Mark Zuckerberg Plans to Integrate WhatsApp, Instagram and Messenger

Update: 2019-01-26 19:05 IST

Mark Zuckerberg, Facebook Chief Executive is planning to unify the underlying messaging infrastructure of the WhatsApp, Instagram and Facebook Messenger services and incorporate end-to-end encryption into these apps, the New York Times reported on Friday.

The three services will continue as stand-alone apps citing four people involved in the effort.

Facebook told it is working on adding end-to-end encryption, which will protect messages from being viewed by outsiders anyone except the members in a conversation. In view of ways to make it easier for users to connect across networks.

A spokesperson said, "There is a lot of discussion going on in the long process of figuring out all the details of how this will work". After the changes, a Facebook user, for example, will be able send an encrypted message to someone who has only a WhatsApp account. 

Sam Weinstein, a professor at the Benjamin N. Cardozo School of Law told, "Integrating the messaging services could make it harder for antitrust regulators to break up Facebook by undoing its acquisitions of WhatsApp and Instagram.

"If Facebook is worried about that then one way it can defend itself is to integrate those services," Weinstein further added. 

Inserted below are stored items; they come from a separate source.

//! Cursor extraction from the search endpoint's `next`/`prev` links.
//!
//! The service returns adjacent pages as relative URLs carrying the cursor in
//! a `from` query parameter:
//!
//! ```text
//! /dogs/search?size=25&from=25&sort=breed:asc
//! ```
//!
//! A value with no query string is taken to already be a bare cursor token.

use percent_encoding::percent_decode_str;

use pawmatch_core::Cursor;

/// Extracts the `from` cursor from a `next`/`prev` link.
///
/// Returns `None` if:
/// - the link is empty,
/// - the link has a query string with no non-empty `from` parameter.
#[must_use]
pub fn cursor_from_link(link: &str) -> Option<Cursor> {
    let link = link.trim();
    if link.is_empty() {
        return None;
    }

    if !link.contains('?') {
        return Some(Cursor::new(link));
    }

    extract_query_param(link, "from").map(Cursor::new)
}

/// Extracts and percent-decodes the value of a named query parameter from a
/// URL string.
fn extract_query_param(url: &str, param: &str) -> Option<String> {
    let query_start = url.find('?')? + 1;
    let query = &url[query_start..];

    let needle = format!("{param}=");
    for pair in query.split('&') {
        if let Some(value) = pair.strip_prefix(needle.as_str()) {
            // Trim any fragment anchor that might trail the value.
            let value = value.split('#').next().unwrap_or(value);
            if value.is_empty() {
                return None;
            }
            let decoded = percent_decode_str(value).decode_utf8_lossy();
            return Some(decoded.into_owned());
        }
    }
    None
}

#[cfg(test)]
mod tests {
    use super::*;

    #[test]
    fn returns_none_for_empty_link() {
        assert!(cursor_from_link("").is_none());
        assert!(cursor_from_link("   ").is_none());
    }

    #[test]
    fn extracts_from_when_last_param() {
        let cursor = cursor_from_link("/dogs/search?size=25&from=25");
        assert_eq!(cursor, Some(Cursor::new("25")));
    }

    #[test]
    fn extracts_from_when_followed_by_other_params() {
        let cursor = cursor_from_link("/dogs/search?size=25&from=50&sort=breed:asc");
        assert_eq!(cursor, Some(Cursor::new("50")));
    }

    #[test]
    fn extracts_from_when_first_param() {
        let cursor = cursor_from_link("/dogs/search?from=0&size=25");
        assert_eq!(cursor, Some(Cursor::new("0")));
    }

    #[test]
    fn does_not_match_param_suffix() {
        // `datefrom` must not be mistaken for `from`.
        let cursor = cursor_from_link("/dogs/search?datefrom=9&from=75");
        assert_eq!(cursor, Some(Cursor::new("75")));
    }

    #[test]
    fn returns_none_without_from_param() {
        assert!(cursor_from_link("/dogs/search?size=25&sort=breed:asc").is_none());
    }

    #[test]
    fn returns_none_for_empty_from_value() {
        assert!(cursor_from_link("/dogs/search?from=&size=25").is_none());
    }

    #[test]
    fn decodes_percent_encoded_cursor() {
        let cursor = cursor_from_link("/dogs/search?from=abc%3D%3D");
        assert_eq!(cursor, Some(Cursor::new("abc==")));
    }

    #[test]
    fn bare_token_is_used_directly() {
        assert_eq!(cursor_from_link("eyJvZmZzZXQiOjI1fQ"), Some(Cursor::new("eyJvZmZzZXQiOjI1fQ")));
    }

    #[test]
    fn ignores_fragment() {
        let cursor = cursor_from_link("/dogs/search?from=25#top");
        assert_eq!(cursor, Some(Cursor::new("25")));
    }
}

But Weinstein said breaking up Facebook is viewed as an "extreme remedy" by regulators, particularly in the United States, so concerns over antitrust scrutiny may not have been a factor behind the integration.
 

Major tradeoffs

Some former Facebook security engineers and an outside encryption expert told the plan could be a good news for user privacy, particularly by extending end-to-end encryption.

Former Facebook Chief Security Officer Alex Stamos, who now teaches at Stanford University told, "I'm cautiously optimistic it's a good thing, my fear was that they were going to drop end-to-end encryption."

However, the technology does not always conceal metadata information about who is talking to whom sparking concern among some researchers that the data might be shared.

Any metadata integration likely will allow Facebook learn more about users, linking identifiers such as phone numbers and email addresses for those using the services independently of each other.

Facebook could use that data to charge more for advertising and targeted services, although it also would have to forgo ads based on message content in Messenger and Instagram.

Stamos and others told, other major tradeoffs will have to be made too.

Messenger enables strangers to contact people without knowing their contact numbers, for instance, increasing the risk of stalking and approaches to children.

Systems based on phone numbers have additional privacy concerns, because governments and other entities can easily extract location information from them.

Stamos said he believed Facebook would get public input from terrorism experts, child safety officers, privacy advocates and others and be transparent in its reasoning when it makes decisions on the details.

"It should be an open process, because you can't have it all," Stamos added.